pub mod activator;
pub mod config;
pub mod downloader;
pub mod http;
pub mod layout;
pub mod ledger;
pub mod metrics;
pub mod orchestrator;
pub mod provider;
pub mod search;
pub mod testing;

pub use activator::{ActivationConfig, ActivationError, AssetActivator};
pub use config::{
    load_config, load_config_from_str, require_api_key, validate_config, Config, ConfigError,
    LogFormat, LoggingConfig, MetricsConfig, SanitizedConfig,
};
pub use downloader::{AssetDownloader, DownloadConfig, DownloadError, DownloadOutcome};
pub use http::{
    HttpError, ReqwestTransport, RetryPolicy, RetryingClient, TimeoutConfig, Transport,
    TransportError,
};
pub use layout::{OutputConfig, OutputLayout, SceneMetadata};
pub use ledger::{
    ActivationState, AssetKey, JsonFileLedgerStore, Ledger, LedgerConfig, LedgerError,
    LedgerStore, LedgerSummary,
};
pub use orchestrator::{
    ItemError, ItemOutcome, LifecycleOrchestrator, OrchestratorConfig, RunMode, RunSummary,
};
pub use provider::{ProviderClient, ProviderConfig, ProviderError};
pub use search::{PlanetSearcher, Scene, SearchError, SearchQuery, Searcher, WorkItem};
//! Storage port for the ledger.

use super::{Ledger, LedgerError};

/// Persists whole-ledger snapshots.
///
/// One process owns a store at a time. Nothing here guards against a second process
/// writing the same file; interleaved writers can lose each other's updates.
pub trait LedgerStore: Send + Sync {
    /// Loads the last snapshot, or an empty ledger if none was ever saved.
    fn load(&self) -> Result<Ledger, LedgerError>;

    /// Replaces the snapshot. A crash mid-save must leave the previous snapshot readable.
    fn save(&self, ledger: &Ledger) -> Result<(), LedgerError>;
}
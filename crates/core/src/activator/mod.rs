//! Asset activation: `unknown --request--> requested --poll success--> active`.

mod asset_activator;
mod config;

pub use asset_activator::AssetActivator;
pub use config::ActivationConfig;

use std::time::Duration;

use thiserror::Error;

use crate::http::HttpError;
use crate::provider::ProviderError;

#[derive(Debug, Error)]
pub enum ActivationError {
    #[error("Activation request failed: {0}")]
    RequestFailed(#[source] HttpError),

    #[error("Status check failed: {0}")]
    StatusCheckFailed(#[source] ProviderError),

    #[error("Asset {key} was not active after {waited:?}")]
    TimedOut { key: String, waited: Duration },
}
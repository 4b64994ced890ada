//! Ledger status report.

use tracing::info;

use scenefetch_core::{ActivationState, LedgerSummary};

/// Logs activated and downloaded assets.
pub fn log_status(summary: &LedgerSummary) {
    info!("===== Status Summary =====");
    info!("Total activated assets: {}", summary.activated.len());
    info!("  of which active: {}", summary.active_count());
    info!("Total downloaded assets: {}", summary.downloaded.len());

    if !summary.activated.is_empty() {
        info!("Activated assets:");
        for (key, state) in &summary.activated {
            info!("  - {}: {}", key, describe(*state));
        }
    }

    if !summary.downloaded.is_empty() {
        info!("Downloaded assets:");
        for key in &summary.downloaded {
            info!("  - {}", key);
        }
    }
    info!("==========================");
}

fn describe(state: ActivationState) -> &'static str {
    match state {
        ActivationState::Active => "active and ready for download",
        ActivationState::Requested => "activation in progress",
    }
}

#[cfg(test)]
mod tests {
    use super::*;

    #[test]
    fn test_describe_states() {
        assert_eq!(describe(ActivationState::Active), "active and ready for download");
        assert_eq!(describe(ActivationState::Requested), "activation in progress");
    }
}
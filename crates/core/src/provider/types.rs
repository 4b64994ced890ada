use serde::{Deserialize, Serialize};

/// Provider status value for an asset ready to download.
pub const STATUS_ACTIVE: &str = "active";

/// Links for one asset, resolved fresh each run because they may be short-lived.
#[derive(Debug, Clone, PartialEq, Eq, Serialize, Deserialize)]
pub struct AssetLinks {
    /// POST here to request activation.
    pub activate: String,
    /// GET here for the current status.
    #[serde(rename = "_self")]
    pub self_link: String,
}

/// Decoded `GET {self link}` response.
#[derive(Debug, Clone, PartialEq, Eq, Serialize, Deserialize)]
pub struct AssetStatus {
    pub status: String,
    /// Download URL, present once the asset is active.
    #[serde(default, skip_serializing_if = "Option::is_none")]
    pub location: Option<String>,
    /// Hex MD5 of the asset bytes, when the provider publishes one.
    #[serde(default, skip_serializing_if = "Option::is_none")]
    pub md5_digest: Option<String>,
}

impl AssetStatus {
    pub fn is_active(&self) -> bool {
        self.status == STATUS_ACTIVE
    }
}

Work task. Down to the last line, restate the records exactly.

Written response.
pub mod activator;
pub mod config;
pub mod downloader;
pub mod http;
pub mod layout;
pub mod ledger;
pub mod metrics;
pub mod orchestrator;
pub mod provider;
pub mod search;
pub mod testing;

pub use activator::{ActivationConfig, ActivationError, AssetActivator};
pub use config::{
    load_config, load_config_from_str, require_api_key, validate_config, Config, ConfigError,
    LogFormat, LoggingConfig, MetricsConfig, SanitizedConfig,
};
pub use downloader::{AssetDownloader, DownloadConfig, DownloadError, DownloadOutcome};
pub use http::{
    HttpError, ReqwestTransport, RetryPolicy, RetryingClient, TimeoutConfig, Transport,
    TransportError,
};
pub use layout::{OutputConfig, OutputLayout, SceneMetadata};
pub use ledger::{
    ActivationState, AssetKey, JsonFileLedgerStore, Ledger, LedgerConfig, LedgerError,
    LedgerStore, LedgerSummary,
};
pub use orchestrator::{
    ItemError, ItemOutcome, LifecycleOrchestrator, OrchestratorConfig, RunMode, RunSummary,
};
pub use provider::{ProviderClient, ProviderConfig, ProviderError};
pub use search::{PlanetSearcher, Scene, SearchError, SearchQuery, Searcher, WorkItem};
//! Storage port for the ledger.

use super::{Ledger, LedgerError};

/// Persists whole-ledger snapshots.
///
/// One process owns a store at a time. Nothing here guards against a second process
/// writing the same file; interleaved writers can lose each other's updates.
pub trait LedgerStore: Send + Sync {
    /// Loads the last snapshot, or an empty ledger if none was ever saved.
    fn load(&self) -> Result<Ledger, LedgerError>;

    /// Replaces the snapshot. A crash mid-save must leave the previous snapshot readable.
    fn save(&self, ledger: &Ledger) -> Result<(), LedgerError>;
}
filename crates/core/src/activator/mod.rs
//! Asset activation: `unknown --request--> requested --poll success--> active`.

mod asset_activator;
mod config;

pub use asset_activator::AssetActivator;
pub use config::ActivationConfig;

use std::time::Duration;

use thiserror::Error;

use crate::http::HttpError;
use crate::provider::ProviderError;

#[derive(Debug, Error)]
pub enum ActivationError {
    #[error("Activation request failed: {0}")]
    RequestFailed(#[source] HttpError),

    #[error("Status check failed: {0}")]
    StatusCheckFailed(#[source] ProviderError),

    #[error("Asset {key} was not active after {waited:?}")]
    TimedOut { key: String, waited: Duration },
}
repository 4b64994ced890ada
//! Ledger status report.

use tracing::info;

use scenefetch_core::{ActivationState, LedgerSummary};

/// Logs activated and downloaded assets.
pub fn log_status(summary: &LedgerSummary) {
    info!("===== Status Summary =====");
    info!("Total activated assets: {}", summary.activated.len());
    info!("  of which active: {}", summary.active_count());
    info!("Total downloaded assets: {}", summary.downloaded.len());

    if !summary.activated.is_empty() {
        info!("Activated assets:");
        for (key, state) in &summary.activated {
            info!("  - {}: {}", key, describe(*state));
        }
    }

    if !summary.downloaded.is_empty() {
        info!("Downloaded assets:");
        for key in &summary.downloaded {
            info!("  - {}", key);
        }
    }
    info!("==========================");
}

fn describe(state: ActivationState) -> &'static str {
    match state {
        ActivationState::Active => "active and ready for download",
        ActivationState::Requested => "activation in progress",
    }
}

#[cfg(test)]
mod tests {
    use super::*;

    #[test]
    fn test_describe_states() {
        assert_eq!(describe(ActivationState::Active), "active and ready for download");
        assert_eq!(describe(ActivationState::Requested), "activation in progress");
    }
}
filename crates/core/src/provider/types.rs
repository 4b64994ced890ada
use serde::{Deserialize, Serialize};

/// Provider status value for an asset ready to download.
pub const STATUS_ACTIVE: &str = "active";

/// Links for one asset, resolved fresh each run because they may be short-lived.
#[derive(Debug, Clone, PartialEq, Eq, Serialize, Deserialize)]
pub struct AssetLinks {
    /// POST here to request activation.
    pub activate: String,
    /// GET here for the current status.
    #[serde(rename = "_self")]
    pub self_link: String,
}

/// Decoded `GET {self link}` response.
#[derive(Debug, Clone, PartialEq, Eq, Serialize, Deserialize)]
pub struct AssetStatus {
    pub status: String,
    /// Download URL, present once the asset is active.
    #[serde(default, skip_serializing_if = "Option::is_none")]
    pub location: Option<String>,
    /// Hex MD5 of the asset bytes, when the provider publishes one.
    #[serde(default, skip_serializing_if = "Option::is_none")]
    pub md5_digest: Option<String>,
}

impl AssetStatus {
    pub fn is_active(&self) -> bool {
        self.status == STATUS_ACTIVE
    }
}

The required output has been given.